These days when you walk in to a coffee shop it’s a whole new world. You’re not just ordering a “coffee”. You’re ordering a “coffee drink”. There’s an entire language you need to know just to order a coffee drink!
It all starts with placing your order. It used to be that you’d tell a waitress what you wanted. Now this job is held by a barista, or a person who serves coffee drinks as a profession. You need to tell the barista the size of the coffee drink you want. If you look on the menu, small, medium, and large will probably not be there. Your size choices are usually short (8 oz), tall (12 oz), grande (16 oz) and venti (20 oz).
The hardest decision will be what coffee drink to order “Black, cream & sugar” is probably going to get a strange look from the friendly barista. Ordering a drip coffee drink is not the fashionable thing these days. The more common drinks are cafes or espressos. You then need to figure out if you prefer a latte, mocha, or a cappuccino. A latte is an espresso shot with steamed milk. A cappuccino is equal parts of espresso, steamed milk and frothed milk. Mocha is basically a latte or a cappuccino with chocolate syrup added. But these are just the basics! The following list contains just a few of the coffee drinks available in a coffee shop (of course these names will vary slightly from one coffee shop to another).
-Caffe Americano: Single shot of espresso with 6 to 8 ounces of hot water added.
-Espresso Con Panna: An espresso shot with whipped cream.
-Ristretto: A restricted shot of espresso (called a short pull). During the brewing process, less water is allowed to pass through the coffee grounds. The makes for an especially intense flavor.
-Lungo: An extra long pull. During the brewing process, twice as much water is allowed to pass through the coffee grounds.
-Cafe Breva: Cappuccino made with Half & Half instead of whole milk.
-Dry: Espresso with a small amount of foam and no steamed milk.
-Chairo: Espresso drink made “clear” by adding more milk.
-Caffe Mochaccino: Cappuccino with chocolate syrup.
-Frappe: Coffee drink made with ice cream and milk.
-Shot in the Dark: An espresso shot in coffee cup, then rest of cup filled with drip coffee.

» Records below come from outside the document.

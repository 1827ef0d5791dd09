//! # RouteLog
//!
//! Append-only JSON-lines file of robot routes, for visualising runs after the fact.
//! Each call to [`RouteLog::record`] writes one line.
//!
//! ```rust,no_run
//! use gaze::maze::{Position, RouteStep};
//! use gaze::route_log::RouteLog;
//!
//! let log = RouteLog::new("routes.jsonl");
//! log.clear()?;
//! log.record(&[RouteStep::Move(Position::new(8, 0))])?;
//!
//! let routes: Vec<Vec<RouteStep>> = log.read()?;
//! assert_eq!(routes.len(), 1);
//! # Ok::<(), gaze::GeneticError>(())
//! ```

use std::fs::{self, File, OpenOptions};
use std::io::{self, BufRead, BufReader, BufWriter, Write};
use std::path::{Path, PathBuf};

use serde::{de::DeserializeOwned, Serialize};
use tracing::debug;

use crate::error::{Result, ResultExt};

#[derive(Debug, Clone)]
pub struct RouteLog {
    path: PathBuf,
}

impl RouteLog {
    pub fn new(path: impl Into<PathBuf>) -> Self {
        Self { path: path.into() }
    }

    pub fn path(&self) -> &Path {
        &self.path
    }

    /// Appends `entry` as one JSON line, creating the file if needed.
    pub fn record<T>(&self, entry: &T) -> Result<()>
    where
        T: Serialize + ?Sized,
    {
        let file = OpenOptions::new()
            .create(true)
            .append(true)
            .open(&self.path)?;
        let mut writer = BufWriter::new(file);
        serde_json::to_writer(&mut writer, entry).context(format!(
            "Failed to write route to {}",
            self.path.display()
        ))?;
        writeln!(writer)?;
        writer.flush()?;
        Ok(())
    }

    /// Removes the log. A missing file is not an error.
    pub fn clear(&self) -> Result<()> {
        match fs::remove_file(&self.path) {
            Ok(()) => {
                debug!(path = %self.path.display(), "route log cleared");
                Ok(())
            }
            Err(e) if e.kind() == io::ErrorKind::NotFound => Ok(()),
            Err(e) => Err(e.into()),
        }
    }

    /// Parses every recorded line, in order.
    ///
    /// # Errors
    ///
    /// Returns `Io` if the file cannot be read and `Other` naming the line that is
    /// not valid JSON for `T`.
    pub fn read<T>(&self) -> Result<Vec<T>>
    where
        T: DeserializeOwned,
    {
        let reader = BufReader::new(File::open(&self.path)?);
        let mut entries = Vec::new();
        for (index, line) in reader.lines().enumerate() {
            let line = line?;
            if line.trim().is_empty() {
                continue;
            }
            let entry = serde_json::from_str(&line).context(format!(
                "Malformed route log line {} in {}",
                index + 1,
                self.path.display()
            ))?;
            entries.push(entry);
        }
        Ok(entries)
    }
}
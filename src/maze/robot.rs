use tracing::trace;

use super::{Cell, Maze, Position};
use crate::error::{GeneticError, Result};
use crate::individual::Gene;

/// Number of distinct sensor readings, one action slot per reading.
pub const SENSOR_STATES: usize = 64;

const SENSOR_FRONT: u8 = 1;
const SENSOR_FRONT_LEFT: u8 = 2;
const SENSOR_FRONT_RIGHT: u8 = 4;
const SENSOR_LEFT: u8 = 8;
const SENSOR_RIGHT: u8 = 16;
const SENSOR_BACK: u8 = 32;

#[cfg_attr(feature = "serde", derive(serde::Serialize, serde::Deserialize))]
#[derive(Debug, Clone, Copy, PartialEq, Eq)]
pub enum Heading {
    North,
    East,
    South,
    West,
}

impl Heading {
    pub fn clockwise(self) -> Self {
        match self {
            Heading::North => Heading::East,
            Heading::East => Heading::South,
            Heading::South => Heading::West,
            Heading::West => Heading::North,
        }
    }

    pub fn counter_clockwise(self) -> Self {
        match self {
            Heading::North => Heading::West,
            Heading::West => Heading::South,
            Heading::South => Heading::East,
            Heading::East => Heading::North,
        }
    }

    /// Offsets of the six sensors as `(dx, dy, bit)`, rotated to this heading.
    fn sensor_offsets(self) -> [(isize, isize, u8); 6] {
        match self {
            Heading::North => [
                (0, -1, SENSOR_FRONT),
                (-1, -1, SENSOR_FRONT_LEFT),
                (1, -1, SENSOR_FRONT_RIGHT),
                (-1, 0, SENSOR_LEFT),
                (1, 0, SENSOR_RIGHT),
                (0, 1, SENSOR_BACK),
            ],
            Heading::East => [
                (1, 0, SENSOR_FRONT),
                (1, -1, SENSOR_FRONT_LEFT),
                (1, 1, SENSOR_FRONT_RIGHT),
                (0, -1, SENSOR_LEFT),
                (0, 1, SENSOR_RIGHT),
                (-1, 0, SENSOR_BACK),
            ],
            Heading::South => [
                (0, 1, SENSOR_FRONT),
                (1, 1, SENSOR_FRONT_LEFT),
                (-1, 1, SENSOR_FRONT_RIGHT),
                (1, 0, SENSOR_LEFT),
                (-1, 0, SENSOR_RIGHT),
                (0, -1, SENSOR_BACK),
            ],
            Heading::West => [
                (-1, 0, SENSOR_FRONT),
                (-1, 1, SENSOR_FRONT_LEFT),
                (-1, -1, SENSOR_FRONT_RIGHT),
                (0, 1, SENSOR_LEFT),
                (0, -1, SENSOR_RIGHT),
                (1, 0, SENSOR_BACK),
            ],
        }
    }
}

#[derive(Debug, Clone, Copy, PartialEq, Eq)]
pub enum Action {
    Stop,
    MoveForward,
    TurnClockwise,
    TurnCounterClockwise,
}

impl Action {
    /// Decodes a gene pair as action code `2 * b0 + b1`. Any non-zero gene counts as 1.
    pub fn from_genes(b0: Gene, b1: Gene) -> Self {
        match (b0 != 0, b1 != 0) {
            (false, false) => Action::Stop,
            (false, true) => Action::MoveForward,
            (true, false) => Action::TurnClockwise,
            (true, true) => Action::TurnCounterClockwise,
        }
    }
}

/// Why a simulation ended.
#[cfg_attr(feature = "serde", derive(serde::Serialize, serde::Deserialize))]
#[derive(Debug, Clone, Copy, PartialEq, Eq)]
pub enum StopReason {
    /// The sensor-action table said stop.
    Action,
    /// The robot stands on the goal.
    Goal,
    /// The move budget ran out.
    MoveLimit,
}

/// One event of a robot's walk, as drawn by a visualisation.
#[cfg_attr(feature = "serde", derive(serde::Serialize, serde::Deserialize))]
#[derive(Debug, Clone, Copy, PartialEq, Eq)]
pub enum RouteStep {
    Move(Position),
    Turn(Heading),
}

/// A robot walking a maze, driven by a sensor-action table decoded from a genome.
///
/// The robot starts on the maze's start cell heading east. At every decision point it
/// reads its six wall sensors, looks the reading up in the table and acts on it.
#[derive(Debug, Clone)]
pub struct Robot<'m> {
    maze: &'m Maze,
    actions: Vec<Action>,
    max_moves: usize,
    position: Position,
    heading: Heading,
    moves: usize,
    sensor: Option<u8>,
    route: Vec<Position>,
    drawing_route: Vec<RouteStep>,
}

impl<'m> Robot<'m> {
    /// Decodes the first [`SENSOR_STATES`] gene pairs of `genome` into the action table.
    ///
    /// # Errors
    ///
    /// Returns `OutOfBounds` if the genome holds fewer than `2 * SENSOR_STATES` genes.
    pub fn new(genome: &[Gene], maze: &'m Maze, max_moves: usize) -> Result<Self> {
        if genome.len() < 2 * SENSOR_STATES {
            return Err(GeneticError::OutOfBounds(format!(
                "Robot needs {} genes for its action table, got {}",
                2 * SENSOR_STATES,
                genome.len()
            )));
        }

        let actions = genome
            .chunks_exact(2)
            .take(SENSOR_STATES)
            .map(|pair| Action::from_genes(pair[0], pair[1]))
            .collect();
        let start = maze.starting_position();

        Ok(Self {
            maze,
            actions,
            max_moves,
            position: start,
            heading: Heading::East,
            moves: 0,
            sensor: None,
            route: vec![start],
            drawing_route: vec![RouteStep::Move(start)],
        })
    }

    /// Walks until the table says stop, the goal is reached, or `max_moves` is exceeded.
    pub fn run(&mut self) -> StopReason {
        let reason = loop {
            self.moves += 1;

            if self.next_action() == Action::Stop {
                break StopReason::Action;
            }
            if self.current_cell() == Cell::Goal {
                break StopReason::Goal;
            }
            if self.moves > self.max_moves {
                break StopReason::MoveLimit;
            }
            self.make_next_action();
        };

        trace!(?reason, moves = self.moves, route_len = self.route.len(), "robot stopped");
        reason
    }

    /// Action the table holds for the current sensor reading.
    pub fn next_action(&mut self) -> Action {
        let sensor = usize::from(self.sensor_value());
        self.actions[sensor]
    }

    /// Six-bit wall reading around the robot, cached until the next action.
    pub fn sensor_value(&mut self) -> u8 {
        if let Some(sensor) = self.sensor {
            return sensor;
        }

        let x = self.position.x as isize;
        let y = self.position.y as isize;
        let sensor = self
            .heading
            .sensor_offsets()
            .iter()
            .filter(|&&(dx, dy, _)| self.maze.is_wall(x + dx, y + dy))
            .fold(0u8, |acc, &(_, _, bit)| acc | bit);

        self.sensor = Some(sensor);
        sensor
    }

    fn make_next_action(&mut self) {
        match self.next_action() {
            Action::Stop => {}
            Action::MoveForward => self.move_forward(),
            Action::TurnClockwise => self.turn(self.heading.clockwise()),
            Action::TurnCounterClockwise => self.turn(self.heading.counter_clockwise()),
        }
        self.sensor = None;
    }

    fn move_forward(&mut self) {
        let Position { x, y } = self.position;
        let target = match self.heading {
            Heading::North => Position::new(x, y.saturating_sub(1)),
            Heading::East => Position::new((x + 1).min(self.maze.max_x()), y),
            Heading::South => Position::new(x, (y + 1).min(self.maze.max_y())),
            Heading::West => Position::new(x.saturating_sub(1), y),
        };

        if target == self.position || self.maze.is_wall(target.x as isize, target.y as isize) {
            return;
        }
        self.position = target;
        self.route.push(target);
        self.drawing_route.push(RouteStep::Move(target));
    }

    fn turn(&mut self, heading: Heading) {
        self.heading = heading;
        self.drawing_route.push(RouteStep::Turn(heading));
    }

    fn current_cell(&self) -> Cell {
        self.maze
            .position_value(self.position.x as isize, self.position.y as isize)
    }

    pub fn position(&self) -> Position {
        self.position
    }

    pub fn heading(&self) -> Heading {
        self.heading
    }

    /// Decision points visited so far, including the one that stopped the run.
    pub fn moves(&self) -> usize {
        self.moves
    }

    /// Cells the robot occupied, starting with the start cell. Blocked moves add nothing.
    pub fn route(&self) -> &[Position] {
        &self.route
    }

    /// Moves and turns in the order they happened, starting with the start cell.
    pub fn drawing_route(&self) -> &[RouteStep] {
        &self.drawing_route
    }
}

Once you get your coffee drink, you just can’t take a taste and say “Good coffee”. One must first comment on the aroma (or bouquet), then the tone or appearance of the coffee drink. After the first taste, one can judge the body or weight consistency of the coffee drink. Next you need to describe how the coffee actually tasted. Was the coffee bitter, briny, buttery, spicy, sweet, stale, or even chocolaty? If all went well in the coffee preparation, and if you chose a good blend of coffee, this particular coffee drink could be considered mellow (or full and well balanced). Coffee sure has come a long way!